__Aim of the exercise__: In the records below, find each line with "message" and copy it.

•••

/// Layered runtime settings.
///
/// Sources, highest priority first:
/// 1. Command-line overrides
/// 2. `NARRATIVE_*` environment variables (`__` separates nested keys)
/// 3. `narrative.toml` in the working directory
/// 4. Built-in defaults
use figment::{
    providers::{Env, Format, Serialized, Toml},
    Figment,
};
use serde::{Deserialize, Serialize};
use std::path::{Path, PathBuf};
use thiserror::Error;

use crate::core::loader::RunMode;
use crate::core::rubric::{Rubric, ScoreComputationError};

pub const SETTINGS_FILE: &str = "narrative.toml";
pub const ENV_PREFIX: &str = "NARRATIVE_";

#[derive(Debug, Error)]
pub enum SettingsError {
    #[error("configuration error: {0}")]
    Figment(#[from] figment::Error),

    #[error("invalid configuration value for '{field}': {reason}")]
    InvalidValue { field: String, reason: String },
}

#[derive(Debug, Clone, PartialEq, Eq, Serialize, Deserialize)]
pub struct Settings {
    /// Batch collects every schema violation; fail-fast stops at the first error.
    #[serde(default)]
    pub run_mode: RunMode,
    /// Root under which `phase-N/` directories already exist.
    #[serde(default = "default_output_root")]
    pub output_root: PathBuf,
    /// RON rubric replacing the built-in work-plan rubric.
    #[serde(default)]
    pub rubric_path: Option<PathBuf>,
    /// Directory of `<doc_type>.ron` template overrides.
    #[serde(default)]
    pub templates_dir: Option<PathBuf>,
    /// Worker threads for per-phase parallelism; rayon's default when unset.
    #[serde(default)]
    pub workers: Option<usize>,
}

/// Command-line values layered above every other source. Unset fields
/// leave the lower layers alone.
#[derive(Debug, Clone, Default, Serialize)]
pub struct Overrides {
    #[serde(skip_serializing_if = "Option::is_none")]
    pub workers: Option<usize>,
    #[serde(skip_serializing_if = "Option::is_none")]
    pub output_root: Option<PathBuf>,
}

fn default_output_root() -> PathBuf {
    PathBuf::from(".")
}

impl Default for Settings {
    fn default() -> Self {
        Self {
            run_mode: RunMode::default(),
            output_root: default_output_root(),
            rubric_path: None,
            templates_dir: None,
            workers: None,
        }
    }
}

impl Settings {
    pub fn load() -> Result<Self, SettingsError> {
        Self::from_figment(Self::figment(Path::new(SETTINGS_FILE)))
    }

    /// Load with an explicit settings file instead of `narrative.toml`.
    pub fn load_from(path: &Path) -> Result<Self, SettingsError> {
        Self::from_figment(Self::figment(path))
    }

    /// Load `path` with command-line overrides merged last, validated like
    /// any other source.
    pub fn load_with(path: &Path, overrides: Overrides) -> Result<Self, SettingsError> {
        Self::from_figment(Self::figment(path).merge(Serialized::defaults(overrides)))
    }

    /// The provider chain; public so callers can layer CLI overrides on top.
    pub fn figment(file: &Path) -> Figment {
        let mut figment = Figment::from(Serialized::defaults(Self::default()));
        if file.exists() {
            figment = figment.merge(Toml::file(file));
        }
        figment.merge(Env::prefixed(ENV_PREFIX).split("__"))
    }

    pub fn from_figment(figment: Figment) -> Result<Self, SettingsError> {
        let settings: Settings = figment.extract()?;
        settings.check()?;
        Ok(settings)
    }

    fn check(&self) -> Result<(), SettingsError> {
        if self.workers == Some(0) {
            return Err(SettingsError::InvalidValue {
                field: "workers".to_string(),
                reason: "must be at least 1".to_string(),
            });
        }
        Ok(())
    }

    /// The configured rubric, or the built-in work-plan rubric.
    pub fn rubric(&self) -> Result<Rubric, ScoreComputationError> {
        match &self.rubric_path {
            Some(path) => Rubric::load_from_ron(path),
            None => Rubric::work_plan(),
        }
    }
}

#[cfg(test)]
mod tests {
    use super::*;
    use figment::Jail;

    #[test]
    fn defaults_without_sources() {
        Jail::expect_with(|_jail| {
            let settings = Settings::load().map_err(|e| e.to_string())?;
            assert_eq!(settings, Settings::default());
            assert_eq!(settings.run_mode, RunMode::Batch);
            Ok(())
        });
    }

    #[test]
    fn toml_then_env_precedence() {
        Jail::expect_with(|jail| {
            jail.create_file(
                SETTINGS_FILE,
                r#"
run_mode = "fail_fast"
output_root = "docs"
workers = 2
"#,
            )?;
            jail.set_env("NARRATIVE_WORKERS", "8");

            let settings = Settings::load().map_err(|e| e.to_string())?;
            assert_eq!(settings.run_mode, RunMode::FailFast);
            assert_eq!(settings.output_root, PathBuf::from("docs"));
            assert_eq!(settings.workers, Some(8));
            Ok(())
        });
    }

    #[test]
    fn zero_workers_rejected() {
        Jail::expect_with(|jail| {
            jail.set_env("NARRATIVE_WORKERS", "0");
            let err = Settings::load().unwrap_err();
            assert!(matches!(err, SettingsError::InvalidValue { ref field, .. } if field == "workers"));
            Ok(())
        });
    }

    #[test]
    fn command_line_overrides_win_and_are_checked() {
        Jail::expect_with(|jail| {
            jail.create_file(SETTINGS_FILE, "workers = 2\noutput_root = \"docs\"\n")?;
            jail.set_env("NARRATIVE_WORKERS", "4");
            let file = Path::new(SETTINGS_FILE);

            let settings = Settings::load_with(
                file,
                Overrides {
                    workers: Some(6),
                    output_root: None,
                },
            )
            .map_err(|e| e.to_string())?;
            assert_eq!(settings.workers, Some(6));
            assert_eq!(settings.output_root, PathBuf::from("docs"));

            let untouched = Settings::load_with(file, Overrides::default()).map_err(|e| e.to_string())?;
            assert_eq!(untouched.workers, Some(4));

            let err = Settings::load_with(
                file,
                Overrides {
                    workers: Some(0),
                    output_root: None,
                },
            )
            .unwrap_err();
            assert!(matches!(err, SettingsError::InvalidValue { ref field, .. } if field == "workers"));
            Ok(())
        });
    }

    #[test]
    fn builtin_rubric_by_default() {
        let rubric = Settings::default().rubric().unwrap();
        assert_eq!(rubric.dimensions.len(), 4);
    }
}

•••

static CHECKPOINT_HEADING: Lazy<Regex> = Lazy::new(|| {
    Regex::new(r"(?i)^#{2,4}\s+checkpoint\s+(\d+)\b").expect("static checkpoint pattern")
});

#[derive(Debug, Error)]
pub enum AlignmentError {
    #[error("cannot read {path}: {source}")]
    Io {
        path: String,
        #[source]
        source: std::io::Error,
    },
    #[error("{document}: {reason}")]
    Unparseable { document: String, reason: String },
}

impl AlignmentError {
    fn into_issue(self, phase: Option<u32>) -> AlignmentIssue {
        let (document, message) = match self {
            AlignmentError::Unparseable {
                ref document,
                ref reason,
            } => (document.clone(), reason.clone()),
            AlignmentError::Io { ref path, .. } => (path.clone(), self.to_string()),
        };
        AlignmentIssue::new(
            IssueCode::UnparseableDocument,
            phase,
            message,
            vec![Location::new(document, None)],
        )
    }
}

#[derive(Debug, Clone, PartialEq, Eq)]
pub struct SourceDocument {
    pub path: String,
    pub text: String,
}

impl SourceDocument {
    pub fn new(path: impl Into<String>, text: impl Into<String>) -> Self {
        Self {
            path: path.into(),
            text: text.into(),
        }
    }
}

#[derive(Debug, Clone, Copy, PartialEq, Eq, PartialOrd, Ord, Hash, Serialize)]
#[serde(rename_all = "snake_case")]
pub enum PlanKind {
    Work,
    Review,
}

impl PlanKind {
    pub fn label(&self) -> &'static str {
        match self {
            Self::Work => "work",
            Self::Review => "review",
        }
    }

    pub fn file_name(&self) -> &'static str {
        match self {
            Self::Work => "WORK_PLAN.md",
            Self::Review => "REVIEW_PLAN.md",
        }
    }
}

•••

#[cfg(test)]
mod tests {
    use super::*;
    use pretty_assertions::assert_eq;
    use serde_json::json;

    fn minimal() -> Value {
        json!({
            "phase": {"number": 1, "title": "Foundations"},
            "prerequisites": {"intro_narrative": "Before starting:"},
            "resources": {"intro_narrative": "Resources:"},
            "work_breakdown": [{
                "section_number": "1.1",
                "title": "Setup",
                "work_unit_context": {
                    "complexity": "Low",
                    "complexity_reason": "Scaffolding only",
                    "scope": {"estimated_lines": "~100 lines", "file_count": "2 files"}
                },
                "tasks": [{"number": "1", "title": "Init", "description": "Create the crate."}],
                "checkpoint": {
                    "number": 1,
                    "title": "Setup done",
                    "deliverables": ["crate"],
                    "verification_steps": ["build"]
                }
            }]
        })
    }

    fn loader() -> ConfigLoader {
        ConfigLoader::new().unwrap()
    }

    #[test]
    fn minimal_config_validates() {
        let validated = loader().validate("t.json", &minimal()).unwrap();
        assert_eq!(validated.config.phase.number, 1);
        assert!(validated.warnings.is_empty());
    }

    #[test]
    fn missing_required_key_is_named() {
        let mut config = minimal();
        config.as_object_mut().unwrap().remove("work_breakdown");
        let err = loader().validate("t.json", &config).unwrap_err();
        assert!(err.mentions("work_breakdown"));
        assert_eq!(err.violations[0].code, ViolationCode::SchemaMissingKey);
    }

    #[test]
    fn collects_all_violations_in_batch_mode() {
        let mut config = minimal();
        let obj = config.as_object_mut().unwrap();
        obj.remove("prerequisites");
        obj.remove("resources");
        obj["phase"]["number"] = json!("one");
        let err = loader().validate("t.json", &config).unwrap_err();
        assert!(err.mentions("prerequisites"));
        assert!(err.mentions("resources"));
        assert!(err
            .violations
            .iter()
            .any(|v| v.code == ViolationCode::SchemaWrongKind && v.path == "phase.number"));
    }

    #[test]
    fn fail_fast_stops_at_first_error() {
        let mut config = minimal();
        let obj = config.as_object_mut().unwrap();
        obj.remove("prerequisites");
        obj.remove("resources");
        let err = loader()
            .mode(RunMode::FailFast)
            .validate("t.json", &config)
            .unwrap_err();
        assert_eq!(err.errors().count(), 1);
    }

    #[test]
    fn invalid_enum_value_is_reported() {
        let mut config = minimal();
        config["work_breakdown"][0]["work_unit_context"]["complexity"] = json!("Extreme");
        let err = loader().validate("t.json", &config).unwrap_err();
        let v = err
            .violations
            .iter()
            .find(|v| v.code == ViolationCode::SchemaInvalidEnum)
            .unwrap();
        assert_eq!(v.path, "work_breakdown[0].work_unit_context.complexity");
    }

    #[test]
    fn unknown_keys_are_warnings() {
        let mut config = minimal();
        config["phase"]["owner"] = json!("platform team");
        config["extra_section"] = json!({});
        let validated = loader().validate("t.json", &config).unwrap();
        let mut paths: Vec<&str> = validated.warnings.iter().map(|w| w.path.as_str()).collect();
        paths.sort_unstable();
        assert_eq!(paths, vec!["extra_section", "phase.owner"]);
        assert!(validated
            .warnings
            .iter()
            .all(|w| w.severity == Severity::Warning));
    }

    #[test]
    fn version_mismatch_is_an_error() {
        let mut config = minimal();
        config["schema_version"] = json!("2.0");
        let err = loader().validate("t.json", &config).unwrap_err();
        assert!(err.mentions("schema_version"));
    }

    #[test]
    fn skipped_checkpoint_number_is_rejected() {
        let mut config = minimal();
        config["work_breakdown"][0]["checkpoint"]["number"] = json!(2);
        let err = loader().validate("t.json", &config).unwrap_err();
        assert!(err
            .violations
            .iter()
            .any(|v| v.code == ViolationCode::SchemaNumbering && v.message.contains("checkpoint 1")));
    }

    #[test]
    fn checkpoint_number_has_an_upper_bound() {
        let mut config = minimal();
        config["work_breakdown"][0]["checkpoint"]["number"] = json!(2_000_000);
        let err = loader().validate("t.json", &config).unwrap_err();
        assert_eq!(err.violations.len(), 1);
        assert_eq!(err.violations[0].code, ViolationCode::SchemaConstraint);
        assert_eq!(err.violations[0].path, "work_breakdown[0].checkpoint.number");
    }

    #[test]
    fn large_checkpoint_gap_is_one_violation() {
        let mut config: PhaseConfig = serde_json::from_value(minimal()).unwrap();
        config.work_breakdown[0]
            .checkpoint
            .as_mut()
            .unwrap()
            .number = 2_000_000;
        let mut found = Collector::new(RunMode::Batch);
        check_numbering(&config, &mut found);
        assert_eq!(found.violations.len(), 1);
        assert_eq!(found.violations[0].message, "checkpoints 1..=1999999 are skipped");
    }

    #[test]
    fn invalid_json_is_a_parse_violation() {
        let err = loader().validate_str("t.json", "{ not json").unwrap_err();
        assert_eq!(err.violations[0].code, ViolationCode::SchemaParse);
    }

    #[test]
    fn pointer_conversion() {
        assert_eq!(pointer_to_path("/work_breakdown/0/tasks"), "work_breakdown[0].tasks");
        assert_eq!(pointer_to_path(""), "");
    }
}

•••

__Exercise response__:
        let (document, message) = match self {
            message,
            .any(|v| v.code == ViolationCode::SchemaNumbering && v.message.contains("checkpoint 1")));
        assert_eq!(found.violations[0].message, "checkpoints 1..=1999999 are skipped");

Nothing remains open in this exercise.